//! Cooperative cancellation.

use std::sync::atomic::{AtomicBool, Ordering};
use std::sync::Arc;

/// Shared cancellation flag, checked between pipeline stages.
#[derive(Debug, Clone, Default)]
pub struct CancelFlag(Arc<AtomicBool>);

impl CancelFlag {
    pub fn new() -> Self {
        Self::default()
    }

    /// Request cancellation. Visible to every clone.
    pub fn cancel(&self) {
        self.0.store(true, Ordering::SeqCst);
    }

    pub fn is_cancelled(&self) -> bool {
        self.0.load(Ordering::SeqCst)
    }
}

#[cfg(test)]
mod tests {
    use super::*;

    #[test]
    fn test_clones_share_state() {
        let flag = CancelFlag::new();
        let other = flag.clone();
        assert!(!other.is_cancelled());
        flag.cancel();
        assert!(other.is_cancelled());
    }
}
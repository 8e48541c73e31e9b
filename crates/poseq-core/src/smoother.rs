//! Confidence-weighted temporal median filter.
//!
//! Each coordinate at frame `i` becomes the weighted median of that coordinate
//! over frames `i - r ..= i + r`, weighted by keypoint confidence. Samples
//! below the confidence threshold are ignored, and the window is truncated at
//! the ends of the sequence rather than padded. The median suppresses single
//! frame spikes without dragging the pose toward them the way a mean would.

use crate::config::SmoothingConfig;
use crate::stats::weighted_median;
use poseq_models::{Frame, Keypoint};
use tracing::debug;

/// Temporal smoother over a dense sequence.
#[derive(Debug, Clone)]
pub struct TemporalSmoother {
    config: SmoothingConfig,
    confidence_threshold: f64,
}

impl TemporalSmoother {
    pub fn new(config: SmoothingConfig, confidence_threshold: f64) -> Self {
        Self {
            config,
            confidence_threshold,
        }
    }

    /// Smooth all frames in place, keeping the pre-smoothing keypoints on
    /// each frame. Returns the number of keypoints whose position changed.
    pub fn smooth(&self, frames: &mut [Frame]) -> usize {
        if !self.config.enabled || frames.is_empty() {
            return 0;
        }

        let snapshot: Vec<Vec<Keypoint>> = frames.iter().map(|f| f.keypoints.clone()).collect();
        let n = frames.len();
        let r = self.config.window_radius;
        let mut moved = 0usize;

        for (i, frame) in frames.iter_mut().enumerate() {
            let window = &snapshot[i.saturating_sub(r)..(i + r + 1).min(n)];

            for (k, kp) in frame.keypoints.iter_mut().enumerate() {
                let samples: Vec<&Keypoint> = window
                    .iter()
                    .filter_map(|kps| kps.get(k))
                    .filter(|s| s.is_valid(self.confidence_threshold) && s.is_visible())
                    .collect();
                if samples.is_empty() {
                    continue;
                }

                let before = kp.position;
                for axis in 0..3 {
                    let weighted: Vec<(f64, f64)> = samples
                        .iter()
                        .map(|s| (s.position.axis(axis), s.confidence))
                        .collect();
                    if let Some(value) = weighted_median(&weighted) {
                        kp.position.set_axis(axis, value);
                    }
                }
                if kp.position != before {
                    moved += 1;
                }
            }

            frame.unfiltered = Some(snapshot[i].clone());
        }

        debug!(frames = n, keypoints_moved = moved, "Temporal smoothing applied");
        moved
    }
}

#[cfg(test)]
mod tests {
    use super::*;
    use poseq_models::Point3;

    fn seq(values: &[(f64, f64)]) -> Vec<Frame> {
        values
            .iter()
            .enumerate()
            .map(|(i, &(x, c))| Frame::source(i, 30.0, vec![Keypoint::new(Point3::new(x, 0.0, 0.0), c)]))
            .collect()
    }

    fn smoother() -> TemporalSmoother {
        TemporalSmoother::new(SmoothingConfig::default(), 0.6)
    }

    #[test]
    fn test_spike_removed() {
        let mut frames = seq(&[(0.0, 0.9), (0.0, 0.9), (50.0, 0.9), (0.0, 0.9), (0.0, 0.9)]);
        smoother().smooth(&mut frames);
        assert_eq!(frames[2].keypoints[0].position.x, 0.0);
        let raw = frames[2].unfiltered.as_ref().unwrap();
        assert_eq!(raw[0].position.x, 50.0);
    }

    #[test]
    fn test_linear_motion_preserved_in_interior() {
        let mut frames = seq(&[(0.0, 0.9), (1.0, 0.9), (2.0, 0.9), (3.0, 0.9), (4.0, 0.9)]);
        smoother().smooth(&mut frames);
        assert_eq!(frames[2].keypoints[0].position.x, 2.0);
    }

    #[test]
    fn test_low_confidence_samples_ignored() {
        let mut frames = seq(&[(0.0, 0.9), (0.0, 0.9), (0.0, 0.9), (90.0, 0.1), (90.0, 0.1)]);
        smoother().smooth(&mut frames);
        assert_eq!(frames[2].keypoints[0].position.x, 0.0);
        // Frame 4 still reaches frame 2.
        assert_eq!(frames[4].keypoints[0].position.x, 0.0);
        // Confidence is never rewritten.
        assert_eq!(frames[4].keypoints[0].confidence, 0.1);
    }

    #[test]
    fn test_unchanged_without_qualifying_samples() {
        let mut frames = seq(&[(7.0, 0.1), (8.0, 0.1), (9.0, 0.1)]);
        let moved = smoother().smooth(&mut frames);
        assert_eq!(moved, 0);
        assert_eq!(frames[1].keypoints[0].position.x, 8.0);
    }

    #[test]
    fn test_disabled_is_noop() {
        let mut frames = seq(&[(0.0, 0.9), (50.0, 0.9), (0.0, 0.9)]);
        let config = SmoothingConfig {
            enabled: false,
            ..Default::default()
        };
        TemporalSmoother::new(config, 0.6).smooth(&mut frames);
        assert_eq!(frames[1].keypoints[0].position.x, 50.0);
        assert!(frames[1].unfiltered.is_none());
    }
}
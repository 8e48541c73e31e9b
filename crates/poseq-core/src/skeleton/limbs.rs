//! Limb-length constraints.
//!
//! Walks limbs parent-first. When a limb is longer or shorter than its
//! baseline by more than the tolerance, the child keypoint is moved along
//! the parent→child direction to the nearest tolerance boundary. The parent
//! stays fixed and the child's whole subtree moves with it, so a corrected
//! elbow carries the wrist and hand along.

use super::baseline::LimbBaselines;
use crate::config::LimbConfig;
use poseq_models::{Frame, LimbCorrection, SkeletonTopology};
use tracing::{debug, warn};

/// Enforces baseline limb lengths on frames.
#[derive(Debug, Clone)]
pub struct LimbConstraint {
    config: LimbConfig,
}

impl LimbConstraint {
    pub fn new(config: LimbConfig) -> Self {
        Self { config }
    }

    /// Constrain one frame in place and return the corrections applied.
    pub fn apply(
        &self,
        frame: &mut Frame,
        topology: &SkeletonTopology,
        baselines: &LimbBaselines,
    ) -> Vec<LimbCorrection> {
        let mut corrections = Vec::new();
        let tolerance = self.config.tolerance;

        for (limb_index, limb) in topology.limbs().iter().enumerate() {
            let Some(baseline) = baselines.get(limb_index) else {
                continue;
            };
            let (Some(parent), Some(child)) = (
                frame.keypoints.get(limb.parent).copied(),
                frame.keypoints.get(limb.child).copied(),
            ) else {
                continue;
            };
            // A position with zero confidence carries no information.
            if !parent.is_visible() || !child.is_visible() {
                continue;
            }

            let offset = child.position - parent.position;
            let length = offset.norm();
            let low = baseline * (1.0 - tolerance);
            let high = baseline * (1.0 + tolerance);
            if (low..=high).contains(&length) {
                continue;
            }

            let Some(direction) = offset.normalized(self.config.min_direction_length) else {
                warn!(
                    frame_index = frame.index,
                    limb = %topology.limb_label(*limb),
                    length,
                    "Degenerate limb direction; skipping constraint"
                );
                continue;
            };

            let target = length.clamp(low, high);
            let delta = parent.position + direction * target - child.position;
            frame.keypoints[limb.child].position = frame.keypoints[limb.child].position + delta;
            for &d in topology.descendants(limb.child) {
                if let Some(kp) = frame.keypoints.get_mut(d) {
                    kp.position = kp.position + delta;
                }
            }

            let magnitude = delta.norm();
            debug!(
                frame_index = frame.index,
                limb = %topology.limb_label(*limb),
                baseline,
                length_before = length,
                length_after = target,
                magnitude,
                "Limb length corrected"
            );
            corrections.push(LimbCorrection {
                frame_index: frame.index,
                limb: topology.limb_label(*limb),
                baseline,
                length_before: length,
                length_after: target,
                magnitude,
            });
        }

        corrections
    }

    /// Constrain every frame; corrections are returned in frame order.
    pub fn apply_all(
        &self,
        frames: &mut [Frame],
        topology: &SkeletonTopology,
        baselines: &LimbBaselines,
    ) -> Vec<LimbCorrection> {
        frames
            .iter_mut()
            .flat_map(|f| self.apply(f, topology, baselines))
            .collect()
    }
}

#[cfg(test)]
mod tests {
    use super::*;
    use poseq_models::{Keypoint, Point3};

    fn chain() -> SkeletonTopology {
        SkeletonTopology::new(
            &["shoulder", "elbow", "wrist"],
            &[("shoulder", "elbow"), ("elbow", "wrist")],
        )
        .unwrap()
    }

    fn arm(elbow_x: f64, wrist_x: f64) -> Frame {
        Frame::source(
            7,
            30.0,
            vec![
                Keypoint::new(Point3::ZERO, 0.9),
                Keypoint::new(Point3::new(elbow_x, 0.0, 0.0), 0.9),
                Keypoint::new(Point3::new(wrist_x, 0.0, 0.0), 0.9),
            ],
        )
    }

    fn baselines() -> LimbBaselines {
        LimbBaselines::from_lengths(vec![Some(10.0), Some(10.0)])
    }

    #[test]
    fn test_within_tolerance_untouched() {
        let mut frame = arm(11.5, 20.0);
        let corrections = LimbConstraint::new(LimbConfig::default()).apply(&mut frame, &chain(), &baselines());
        assert!(corrections.is_empty());
        assert_eq!(frame.keypoints[1].position.x, 11.5);
    }

    #[test]
    fn test_stretched_limb_pulled_to_boundary_with_subtree() {
        let mut frame = arm(20.0, 30.0);
        let corrections = LimbConstraint::new(LimbConfig::default()).apply(&mut frame, &chain(), &baselines());

        assert_eq!(corrections.len(), 1);
        let c = &corrections[0];
        assert_eq!(c.limb, "shoulder->elbow");
        assert_eq!(c.frame_index, 7);
        assert!((c.length_after - 12.0).abs() < 1e-9);
        assert!((c.magnitude - 8.0).abs() < 1e-9);

        assert!((frame.keypoints[1].position.x - 12.0).abs() < 1e-9);
        // Wrist moved with the elbow; forearm length unchanged.
        assert!((frame.keypoints[2].position.x - 22.0).abs() < 1e-9);
    }

    #[test]
    fn test_shrunk_limb_pushed_out() {
        let mut frame = arm(2.0, 12.0);
        let corrections = LimbConstraint::new(LimbConfig::default()).apply(&mut frame, &chain(), &baselines());
        assert_eq!(corrections.len(), 1);
        assert!((frame.keypoints[1].position.x - 8.0).abs() < 1e-9);
        assert!((frame.keypoints[2].position.x - 18.0).abs() < 1e-9);
    }

    #[test]
    fn test_degenerate_and_unknown_limbs_skipped() {
        let mut collapsed = arm(0.0, 10.0);
        let corrections = LimbConstraint::new(LimbConfig::default()).apply(&mut collapsed, &chain(), &baselines());
        assert!(corrections.is_empty());

        let mut frame = arm(30.0, 40.0);
        let partial = LimbBaselines::from_lengths(vec![None, Some(10.0)]);
        let corrections = LimbConstraint::new(LimbConfig::default()).apply(&mut frame, &chain(), &partial);
        assert!(corrections.is_empty());
    }
}
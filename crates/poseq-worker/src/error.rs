//! Worker error types.

use poseq_core::PipelineError;
use std::path::PathBuf;
use thiserror::Error;

pub type WorkerResult<T> = Result<T, WorkerError>;

#[derive(Debug, Error)]
pub enum WorkerError {
    #[error("Configuration error: {0}")]
    ConfigError(String),

    #[error("Invalid input {path}: {message}")]
    InvalidInput { path: PathBuf, message: String },

    #[error("Run failed: {0}")]
    RunFailed(String),

    #[error("Pipeline error: {0}")]
    Pipeline(#[from] PipelineError),

    #[error("Config source error: {0}")]
    ConfigSource(#[from] config::ConfigError),

    #[error("JSON error: {0}")]
    Json(#[from] serde_json::Error),

    #[error("IO error: {0}")]
    Io(#[from] std::io::Error),
}

impl WorkerError {
    pub fn config_error(msg: impl Into<String>) -> Self {
        Self::ConfigError(msg.into())
    }

    pub fn invalid_input(path: impl Into<PathBuf>, msg: impl Into<String>) -> Self {
        Self::InvalidInput {
            path: path.into(),
            message: msg.into(),
        }
    }

    pub fn run_failed(msg: impl Into<String>) -> Self {
        Self::RunFailed(msg.into())
    }

    /// Whether retrying the same input could succeed.
    pub fn is_retryable(&self) -> bool {
        match self {
            WorkerError::Io(_) | WorkerError::RunFailed(_) => true,
            WorkerError::Pipeline(e) => matches!(e, PipelineError::Io(_) | PipelineError::Cancelled),
            _ => false,
        }
    }
}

▬▬▬▬▬▬▬▬▬▬

What is being asked: Give again, word for word, every line of the listing above from the one with "for (limb_index, limb)" to the one with "let high = baseline", both inclusive, and nothing beyond them.

Finished exercise:
        for (limb_index, limb) in topology.limbs().iter().enumerate() {
            let Some(baseline) = baselines.get(limb_index) else {
                continue;
            };
            let (Some(parent), Some(child)) = (
                frame.keypoints.get(limb.parent).copied(),
                frame.keypoints.get(limb.child).copied(),
            ) else {
                continue;
            };
            // A position with zero confidence carries no information.
            if !parent.is_visible() || !child.is_visible() {
                continue;
            }

            let offset = child.position - parent.position;
            let length = offset.norm();
            let low = baseline * (1.0 - tolerance);
            let high = baseline * (1.0 + tolerance);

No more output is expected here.